TASK DESCRIPTION:
No output is needed beyond the number of lines in the listing that contain the word "None".

EXERCISE DATA:

//! CPU hotplug lifecycle and fallback placement (C10).
//!
//! Five states, matching the host's own CPU hotplug states one-for-one:
//! a CPU starts `Possible` (counted in the topology but
//! never run), becomes `Starting` while its idle task is being spun up,
//! `Active` once it accepts work, `Inactive` once drained for hotplug
//! removal, and finally `Dying`/`Dead`. `RunQueue::is_online` is a
//! convenience derived from this state (`true` only while `Active`) kept
//! alongside it rather than replacing it, since every other module already
//! reads it directly.

use crate::bitmap::StaticCpuSet;
use crate::config::MAX_RT_PRIO;
use crate::error::{Result, SchedError};
use crate::scheduler::runqueue::CurrentTask;
use crate::scheduler::task::{normal_prio, CoreId, Nice, OnRq, Policy, RunState, Task, TaskId};
use crate::scheduler::tick::grant_initial_slice;
use crate::scheduler::Scheduler;

#[derive(Debug, Clone, Copy, PartialEq, Eq)]
pub enum CpuState {
	Possible,
	Starting,
	Active,
	Inactive,
	Dying,
	Dead,
}

impl Scheduler {
	pub fn cpu_state(&self, cpu: CoreId) -> CpuState {
		*self.cpu_states[cpu as usize].lock()
	}

	/// Creates a new task and places it on the runqueue `select_task_rq`
	/// picks among `cpus_mask`, ready to run. Stop
	/// policy is reserved for the per-CPU stopper created in
	/// [`Scheduler::new`] and cannot be spawned directly.
	pub fn spawn(&self, policy: Policy, nice: Nice, rt_priority: i32, cpus_mask: StaticCpuSet, preferred_cpu: CoreId) -> Result<TaskId> {
		if matches!(policy, Policy::Stop) {
			return Err(SchedError::InvalidPolicy(policy));
		}
		if policy.is_realtime() {
			if !(0..MAX_RT_PRIO).contains(&rt_priority) {
				return Err(crate::error::SchedError::InvalidPriority(crate::scheduler::task::Priority::new(rt_priority)));
			}
		} else if rt_priority != 0 {
			return Err(crate::error::SchedError::InvalidPriority(crate::scheduler::task::Priority::new(rt_priority)));
		}
		if cpus_mask.is_empty() {
			return Err(SchedError::EmptyAffinityMask);
		}

		let id = self.alloc_task_id();
		let mut task = Task::new(id, policy, preferred_cpu, cpus_mask);
		task.rt_priority = rt_priority;
		if !policy.is_realtime() {
			task.set_nice(nice);
		}
		task.normal_prio = normal_prio(policy, task.static_prio, task.rt_priority);
		task.prio = task.normal_prio;
		task.run_state = RunState::Runnable;
		task.on_rq = OnRq::Queued;
		grant_initial_slice(&mut task);

		let target = self.select_fallback_rq(&task);
		task.home_cpu = target;
		let level = task.sched_prio();
		task.bmq_idx = Some(level);
		let handle = task.handle();

		self.insert_task(id, task);
		self.rq(target).lock().enqueue(level, handle, self.watermark(), false);
		log::info!("spawned task {id} with policy {policy:?} on cpu {target}");
		Ok(id)
	}

	/// Removes a task from the scheduler entirely. A task
	/// that is currently running must have already been taken off CPU
	/// (e.g. via [`Scheduler::block_current`] or the dispatch loop) before
	/// this is called.
	pub fn exit(&self, id: TaskId) -> Result<()> {
		let task_lock = self.task(id).ok_or(SchedError::TaskNotFound(id))?;
		let (home, level, queued) = {
			let mut task = task_lock.lock();
			task.run_state = RunState::Finished;
			(task.home_cpu, task.bmq_idx, task.on_rq == OnRq::Queued)
		};
		if queued {
			if let Some(level) = level {
				self.rq(home).lock().dequeue(level, id, self.watermark());
			}
		}
		self.remove_task(id);
		log::info!("finished task {id}");
		Ok(())
	}

	/// Brings `cpu` online: `Possible`/`Starting` -> `Active`. Idempotent.
	pub fn activate_cpu(&self, cpu: CoreId) -> Result<()> {
		let mut state = self.cpu_states[cpu as usize].lock();
		match *state {
			CpuState::Active => return Ok(()),
			CpuState::Possible | CpuState::Starting | CpuState::Inactive => {}
			CpuState::Dying | CpuState::Dead => return Err(SchedError::PermissionDenied),
		}
		*state = CpuState::Active;
		drop(state);
		self.rq(cpu).lock().set_online(true);
		log::info!("cpu {cpu} active");
		Ok(())
	}

	/// Takes `cpu` offline for hotplug removal: marks it `Inactive`, stops
	/// accepting new placements, and migrates every task presently on it
	/// elsewhere. The CPU's idle and stopper tasks stay put; only
	/// user tasks are moved.
	pub fn deactivate_cpu(&self, cpu: CoreId) -> Result<()> {
		{
			let mut state = self.cpu_states[cpu as usize].lock();
			if *state != CpuState::Active {
				return Err(SchedError::PermissionDenied);
			}
			*state = CpuState::Inactive;
		}
		self.rq(cpu).lock().set_online(false);
		self.drain_waiting_tasks(cpu);
		self.evict_current_task(cpu);
		log::info!("cpu {cpu} drained for hotplug removal");
		Ok(())
	}

	/// Marks a previously-deactivated CPU `Dying` then `Dead`, the terminal
	/// states in full hotplug removal. Only valid from `Inactive`.
	pub fn retire_cpu(&self, cpu: CoreId) -> Result<()> {
		let mut state = self.cpu_states[cpu as usize].lock();
		if *state != CpuState::Inactive {
			return Err(SchedError::PermissionDenied);
		}
		*state = CpuState::Dying;
		*state = CpuState::Dead;
		Ok(())
	}

	/// Broadens a task's affinity to every online CPU when its own
	/// `cpus_mask` no longer intersects any (e.g. every CPU it was allowed
	/// on just went through [`Scheduler::deactivate_cpu`]), following the
	/// `select_fallback_rq`. Does not mutate the task; callers apply the
	/// result via [`crate::scheduler::Scheduler::set_cpus_allowed`] or
	/// direct placement.
	pub fn select_fallback_rq(&self, task: &Task) -> CoreId {
		let online = self.online_mask();
		let allowed = task.cpus_mask.intersection(&online);
		if let Some(cpu) = allowed.pick(Some(task.home_cpu)) {
			return cpu;
		}
		online.pick(None).unwrap_or(task.home_cpu)
	}

	fn drain_waiting_tasks(&self, cpu: CoreId) {
		loop {
			let popped = self.rq(cpu).lock().pop_next();
			let Some((_, handle)) = popped else { break };
			let Some(task_lock) = self.task(handle.id()) else { continue };
			let (target, level) = {
				let mut task = task_lock.lock();
				let target = self.select_fallback_rq(&task);
				task.home_cpu = target;
				let level = task.sched_prio();
				task.bmq_idx = Some(level);
				(target, level)
			};
			self.rq(target).lock().enqueue(level, handle, self.watermark(), false);
		}
	}

	/// Forces the task actually running on `cpu`, if any, off via the
	/// stopper hook, then re-dispatches it onto another CPU (the
	/// `stop_one_cpu` path reused for hotplug drain).
	fn evict_current_task(&self, cpu: CoreId) {
		let current = self.rq(cpu).lock().current();
		let Some(CurrentTask { id, .. }) = current else { return };
		if id == self.rq(cpu).lock().idle_task() || id == self.rq(cpu).lock().stopper() {
			return;
		}
		let Some(task_lock) = self.task(id) else { return };

		self.hooks().stop_one_cpu(cpu, &|| {});

		let (target, level) = {
			let mut task = task_lock.lock();
			task.on_cpu = false;
			task.on_rq = OnRq::Queued;
			let target = self.select_fallback_rq(&task);
			task.home_cpu = target;
			let level = task.sched_prio();
			task.bmq_idx = Some(level);
			(target, level)
		};
		let handle = task_lock.lock().handle();
		self.rq(target).lock().enqueue(level, handle, self.watermark(), false);
		self.rq(cpu).lock().set_current(None, self.watermark());
	}
}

OUTPUT OF THE TASK:
2